In an embodiment of the present invention, after determining a configuration operation type of a network configuration, a network configuration method issues an update configuration operation in sequence according to the following sequence: issuing an updating configuration operation aiming at the first sequence module; after the update configuration operation processing of all the first sequence modules which the second sequence module depends on is completed, the update configuration operation aiming at the corresponding second sequence module is issued; and issuing the updating configuration operation in sequence until the updating configuration operation aiming at the Mth sequence module is issued.

In another embodiment of the present invention, after determining the configuration operation type of the network configuration, the method of network configuration issues the configuration deletion operation in the following order: issuing a deletion configuration operation aiming at the first reverse order module; after the deleting configuration operations of all the first reverse order modules depending on the second reverse order module are processed, the deleting configuration operations aiming at the corresponding second reverse order module are issued; and sequentially issuing the configuration deleting operation until the configuration deleting operation aiming at the Mth reverse-order module is issued.

Fig. 2 is a schematic diagram illustrating a dependency relationship between functional modules of an object to be configured in the embodiment of the present invention, and a process of issuing a network configuration in batches is briefly described with reference to fig. 2. It should be noted that, although a process of batch delivery of network configuration is provided in a preferred embodiment of the present invention, in an actual implementation process, network configuration operation may be performed as needed.

Referring to FIG. 2, the dependencies between function modules A, B, C, D, E, F, G, H, I, J are as follows: module I, J is two separate modules, function module a depends on function module B, C, function module H depends on function module C, function module B depends on function module D, function module C depends on function module E, and function module F depends on function module G.

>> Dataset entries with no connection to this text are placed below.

//! JSON file definition store
//!
//! One `<name>.json` per definition plus a `.revision` counter file, all in a
//! single directory. Writes go to a temporary file first and are renamed into
//! place, so readers in other processes never observe a half-written file.

use std::path::{Path, PathBuf};

use async_trait::async_trait;
use chrono::Utc;
use morph_api::EntityTypeDefinition;
use morph_core::{DefinitionStore, Result, StorageError};
use tokio::sync::Mutex;
use tracing::{debug, warn};

use crate::compiler;

const REVISION_FILE: &str = ".revision";

pub struct JsonFileDefinitionStore {
    dir: PathBuf,
    revision_lock: Mutex<()>,
}

impl JsonFileDefinitionStore {
    /// Open (and create if needed) a store rooted at `dir`.
    pub async fn open(dir: impl Into<PathBuf>) -> Result<Self> {
        let dir = dir.into();
        tokio::fs::create_dir_all(&dir).await?;
        debug!("[JsonFileDefinitionStore] Opened {}", dir.display());
        Ok(Self {
            dir,
            revision_lock: Mutex::new(()),
        })
    }

    pub fn dir(&self) -> &Path {
        &self.dir
    }

    /// File of a definition; names that could leave the directory have none.
    fn path_for(&self, name: &str) -> Option<PathBuf> {
        compiler::is_identifier(name).then(|| self.dir.join(format!("{}.json", name)))
    }

    async fn write_atomic(&self, path: &Path, contents: &[u8]) -> Result<()> {
        let tmp = path.with_extension("tmp");
        tokio::fs::write(&tmp, contents).await?;
        tokio::fs::rename(&tmp, path).await?;
        Ok(())
    }

    async fn read_definition(path: &Path) -> Result<Option<EntityTypeDefinition>> {
        match tokio::fs::read(path).await {
            Ok(bytes) => Ok(Some(serde_json::from_slice(&bytes)?)),
            Err(e) if e.kind() == std::io::ErrorKind::NotFound => Ok(None),
            Err(e) => Err(e.into()),
        }
    }
}

#[async_trait]
impl DefinitionStore for JsonFileDefinitionStore {
    async fn load(&self, name: &str) -> Result<Option<EntityTypeDefinition>> {
        match self.path_for(name) {
            Some(path) => Self::read_definition(&path).await,
            None => Ok(None),
        }
    }

    async fn load_all(&self) -> Result<Vec<EntityTypeDefinition>> {
        let mut entries = tokio::fs::read_dir(&self.dir).await?;
        let mut all = Vec::new();
        while let Some(entry) = entries.next_entry().await? {
            let path = entry.path();
            if path.extension().and_then(|e| e.to_str()) != Some("json") {
                continue;
            }
            match Self::read_definition(&path).await {
                Ok(Some(definition)) => all.push(definition),
                Ok(None) => {}
                Err(StorageError::SerializationError(e)) => {
                    warn!(
                        "[JsonFileDefinitionStore] Skipping unreadable {}: {}",
                        path.display(),
                        e
                    );
                }
                Err(e) => return Err(e),
            }
        }
        all.sort_by(|a, b| a.name.cmp(&b.name));
        Ok(all)
    }

    async fn save(&self, definition: &EntityTypeDefinition) -> Result<()> {
        let path = self.path_for(&definition.name).ok_or_else(|| {
            StorageError::QueryError(format!("invalid definition name '{}'", definition.name))
        })?;
        let json = serde_json::to_vec_pretty(definition)?;
        self.write_atomic(&path, &json).await
    }

    async fn delete(&self, name: &str) -> Result<bool> {
        let Some(path) = self.path_for(name) else {
            return Ok(false);
        };
        match tokio::fs::remove_file(path).await {
            Ok(()) => Ok(true),
            Err(e) if e.kind() == std::io::ErrorKind::NotFound => Ok(false),
            Err(e) => Err(e.into()),
        }
    }

    async fn next_revision(&self) -> Result<u64> {
        let _guard = self.revision_lock.lock().await;
        let path = self.dir.join(REVISION_FILE);

        let previous = match tokio::fs::read_to_string(&path).await {
            Ok(text) => text.trim().parse::<u64>().map_err(|e| {
                StorageError::BackendError(format!("corrupt revision file: {}", e))
            })?,
            Err(e) if e.kind() == std::io::ErrorKind::NotFound => 0,
            Err(e) => return Err(e.into()),
        };

        // Wall-clock floor keeps revisions growing if the counter file is lost.
        let now = Utc::now().timestamp_micros().max(0) as u64;
        let next = (previous + 1).max(now);
        self.write_atomic(&path, next.to_string().as_bytes()).await?;
        Ok(next)
    }
}

#[cfg(test)]
mod tests {
    use super::*;
    use morph_api::FieldDescriptor;
    use tempfile::TempDir;

    fn definition(name: &str, revision: u64) -> EntityTypeDefinition {
        let now = Utc::now();
        EntityTypeDefinition {
            name: name.to_string(),
            fields: vec![FieldDescriptor::string("name").required()],
            created_at: now,
            updated_at: now,
            revision,
        }
    }

    #[tokio::test]
    async fn save_load_delete() {
        let dir = TempDir::new().unwrap();
        let store = JsonFileDefinitionStore::open(dir.path()).await.unwrap();

        store.save(&definition("author", 1)).await.unwrap();
        store.save(&definition("post", 2)).await.unwrap();

        let author = store.load("author").await.unwrap().unwrap();
        assert_eq!(author.fields[0].name, "name");

        let names: Vec<_> = store
            .load_all()
            .await
            .unwrap()
            .into_iter()
            .map(|d| d.name)
            .collect();
        assert_eq!(names, vec!["author", "post"]);

        assert!(store.delete("author").await.unwrap());
        assert!(!store.delete("author").await.unwrap());
        assert!(store.load("author").await.unwrap().is_none());
    }

    #[tokio::test]
    async fn traversing_names_resolve_to_no_file() {
        let dir = TempDir::new().unwrap();
        let store = JsonFileDefinitionStore::open(dir.path().join("defs"))
            .await
            .unwrap();
        let outside = JsonFileDefinitionStore::open(dir.path()).await.unwrap();
        outside.save(&definition("secret", 1)).await.unwrap();

        assert!(store.load("../secret").await.unwrap().is_none());
        assert!(!store.delete("../secret").await.unwrap());
        assert!(store.save(&definition("../secret", 2)).await.is_err());
        assert!(dir.path().join("secret.json").exists());
    }

    #[tokio::test]
    async fn revisions_survive_reopen() {
        let dir = TempDir::new().unwrap();
        let first = {
            let store = JsonFileDefinitionStore::open(dir.path()).await.unwrap();
            let a = store.next_revision().await.unwrap();
            let b = store.next_revision().await.unwrap();
            assert!(b > a);
            b
        };
        let store = JsonFileDefinitionStore::open(dir.path()).await.unwrap();
        assert!(store.next_revision().await.unwrap() > first);
    }

    #[tokio::test]
    async fn unreadable_files_are_skipped() {
        let dir = TempDir::new().unwrap();
        let store = JsonFileDefinitionStore::open(dir.path()).await.unwrap();
        store.save(&definition("author", 1)).await.unwrap();
        tokio::fs::write(dir.path().join("broken.json"), b"{not json")
            .await
            .unwrap();

        let all = store.load_all().await.unwrap();
        assert_eq!(all.len(), 1);
    }
}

The network configuration of each functional module in the network configuration corresponds to a YANG model constructed by YANG language, and reference parameters are added in import keywords in the YANG model and used for representing the dependency relationship among the functional modules. The network configuration to be issued includes the network configurations for all the modules, and the configuration operation of the network configuration includes a configuration deleting operation and a configuration updating operation.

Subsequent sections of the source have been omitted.